He leans forward, his face serious, whispering.

‘The Australian people keep my heart warm, alive’.

I stare at him incredulously. At this stage, it’s likely the young man sitting across from me will be deported back to the country he fled from, a place where an inevitable death awaits him. I sit here, knowing that a government that does not represent me is doing everything in its power to prevent him from being granted asylum.

He gazes wearily into my eyes, filled with a small, slightly formidable shred of hope.

I am in pieces.

***

I interviewed Farid* six months ago on a balmy summer’s eve on my balcony. He leaned in close so the iPad could record his barely audible voice. I felt chills despite the warm weather and was a wreck in the aftermath of taking it all in.
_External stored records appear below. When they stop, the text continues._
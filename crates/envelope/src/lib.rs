//! Script chunks, inscription envelopes, and partitioning of envelopes across
//! chained transactions.
//!
//! Everything in this crate is pure: envelopes are built once from an
//! [`Inscription`] and partition boundaries are computed over an immutable
//! chunk sequence, so dry runs and real builds always agree.

use {
  bitcoin::{
    ScriptBuf, XOnlyPublicKey,
    constants::MAX_SCRIPT_ELEMENT_SIZE,
    opcodes::{
      self, Opcode,
      all::{
        OP_CHECKSIG, OP_ENDIF, OP_IF, OP_PUSHBYTES_0, OP_PUSHDATA1, OP_PUSHDATA2, OP_PUSHDATA4,
        OP_PUSHNUM_1, OP_PUSHNUM_16,
      },
    },
  },
  std::ops::Range,
  thiserror::Error,
};

pub use {
  chunk::{Chunk, ChunkError},
  inscription::{DecodeError, Inscription},
  partition::{Plan, count_transactions, partition},
};

/// Protocol marker that opens every envelope.
pub const PROTOCOL_ID: [u8; 3] = *b"ord";

/// Tag preceding the content type in a taproot envelope.
pub const CONTENT_TYPE_TAG: [u8; 1] = [1];

/// Largest content part pushed by a legacy envelope.
pub const MAX_CHUNK_LEN: usize = 240;

/// Largest serialized partition placed in a single chained transaction.
pub const MAX_PAYLOAD_LEN: usize = 1500;

mod chunk;
mod inscription;
mod partition;
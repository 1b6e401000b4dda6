use super::*;

#[derive(Deserialize, Default, PartialEq, Debug, Clone)]
#[serde(default, deny_unknown_fields)]
pub(crate) struct Config {
  pub(crate) chain: Option<Chain>,
  pub(crate) fee_rate: Option<FeeRate>,
  pub(crate) max_chunk_len: Option<usize>,
  pub(crate) max_payload_len: Option<usize>,
  pub(crate) postage: Option<u64>,
  pub(crate) service_fee: Option<ServiceFeeConfig>,
  pub(crate) signer: Option<String>,
}

#[derive(Deserialize, PartialEq, Debug, Clone)]
#[serde(deny_unknown_fields)]
pub(crate) struct ServiceFeeConfig {
  pub(crate) address: String,
  pub(crate) amount: u64,
}
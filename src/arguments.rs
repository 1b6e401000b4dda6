use {
  super::*,
  clap::builder::styling::{AnsiColor, Effects, Styles},
};

#[derive(Debug, Parser)]
#[command(
  version,
  styles = Styles::styled()
    .error(AnsiColor::Red.on_default() | Effects::BOLD)
    .header(AnsiColor::Yellow.on_default() | Effects::BOLD)
    .invalid(AnsiColor::Red.on_default())
    .literal(AnsiColor::Blue.on_default())
    .placeholder(AnsiColor::Cyan.on_default())
    .usage(AnsiColor::Yellow.on_default() | Effects::BOLD)
    .valid(AnsiColor::Green.on_default()),
)]
pub(crate) struct Arguments {
  #[command(flatten)]
  pub(crate) options: Options,
  #[command(subcommand)]
  pub(crate) subcommand: Subcommand,
}

impl Arguments {
  pub(crate) fn run(self) -> Result<Option<Box<dyn subcommand::Output>>> {
    let mut env: BTreeMap<String, String> = BTreeMap::new();

    for (variable, value) in env::vars_os() {
      let Some(variable) = variable.to_str() else {
        continue;
      };

      let Some(key) = variable.strip_prefix("DOGSCRIBE_") else {
        continue;
      };

      env.insert(
        key.into(),
        value.into_string().map_err(|value| {
          anyhow!(
            "environment variable `{variable}` not valid unicode: `{}`",
            value.to_string_lossy()
          )
        })?,
      );
    }

    let settings = Settings::merge(self.options, env)?;

    Ok(self.subcommand.run(settings)?)
  }
}
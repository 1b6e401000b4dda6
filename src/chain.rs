use {
  super::*,
  bitcoin::bech32::Hrp,
  clap::ValueEnum,
};

#[derive(Default, ValueEnum, Copy, Clone, Debug, PartialEq, Serialize, Deserialize)]
#[serde(rename_all = "kebab-case")]
pub enum Chain {
  #[default]
  #[value(alias("doge"))]
  Dogecoin,
  #[value(alias("doge-testnet"))]
  DogecoinTestnet,
  DogecoinRegtest,
  #[value(alias("bells"))]
  Bellscoin,
  #[value(alias("bells-testnet"))]
  BellscoinTestnet,
}

impl Chain {
  /// Base58check version byte of pay-to-pubkey-hash addresses.
  pub fn p2pkh_prefix(self) -> u8 {
    match self {
      Self::Dogecoin => 0x1e,
      Self::DogecoinTestnet => 0x71,
      Self::DogecoinRegtest => 0x6f,
      Self::Bellscoin => 0x19,
      Self::BellscoinTestnet => 0x21,
    }
  }

  /// Base58check version byte of pay-to-script-hash addresses.
  pub fn p2sh_prefix(self) -> u8 {
    match self {
      Self::Dogecoin => 0x16,
      Self::DogecoinTestnet | Self::DogecoinRegtest | Self::BellscoinTestnet => 0xc4,
      Self::Bellscoin => 0x1e,
    }
  }

  /// Human-readable part of segwit addresses, if the chain has segwit.
  pub fn hrp(self) -> Option<Hrp> {
    let hrp = match self {
      Self::Dogecoin | Self::DogecoinTestnet | Self::DogecoinRegtest => return None,
      Self::Bellscoin => "bel",
      Self::BellscoinTestnet => "tbel",
    };

    Hrp::parse(hrp).ok()
  }
}

impl Display for Chain {
  fn fmt(&self, f: &mut Formatter) -> fmt::Result {
    write!(
      f,
      "{}",
      match self {
        Self::Dogecoin => "dogecoin",
        Self::DogecoinTestnet => "dogecoin-testnet",
        Self::DogecoinRegtest => "dogecoin-regtest",
        Self::Bellscoin => "bellscoin",
        Self::BellscoinTestnet => "bellscoin-testnet",
      }
    )
  }
}

impl FromStr for Chain {
  type Err = SnafuError;

  fn from_str(s: &str) -> Result<Self, Self::Err> {
    match s {
      "dogecoin" | "doge" | "mainnet" => Ok(Self::Dogecoin),
      "dogecoin-testnet" | "doge-testnet" | "testnet" => Ok(Self::DogecoinTestnet),
      "dogecoin-regtest" | "doge-regtest" | "regtest" => Ok(Self::DogecoinRegtest),
      "bellscoin" | "bells" => Ok(Self::Bellscoin),
      "bellscoin-testnet" | "bells-testnet" => Ok(Self::BellscoinTestnet),
      _ => Err(SnafuError::InvalidChain {
        chain: s.to_string(),
      }),
    }
  }
}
It took many failed attempts to finally sit down and write it and even more months to work up the courage to post this piece. Recently my  journalist best friend called me to say she had also recorded his story. Afterwards she sat immobile on her floor, unable to move or even comprehend transcribing the interview. We both agreed to hold off on publishing or broadcasting until we had checked with lawyers and made certain that publicising his story would not put his delicate case for asylum in further jeopardy, or make life harder for him in his home country, should the cruellest outcome of sending him back ever occur.

I decided to tell his story either way.

***

He walks with a quiet gait, in an almost trance-like state, lost in thought, distracted and downcast. He won’t talk unless he is spoken to and at first, he responds with quiet, delicate, one-word answers, muffled slightly by his accent.

I fire question after question at him, as though I’m trying to break through some kind of invisible barrier. I don’t know what I’m trying to get out of him or this interview or why I’m even doing it. I haven’t even begun and I am already helpless, limp and lost in a sea of thoughts plagued by the media, by conversations I’m trying to mute in my head, as this young man sits bravely and stoically before me.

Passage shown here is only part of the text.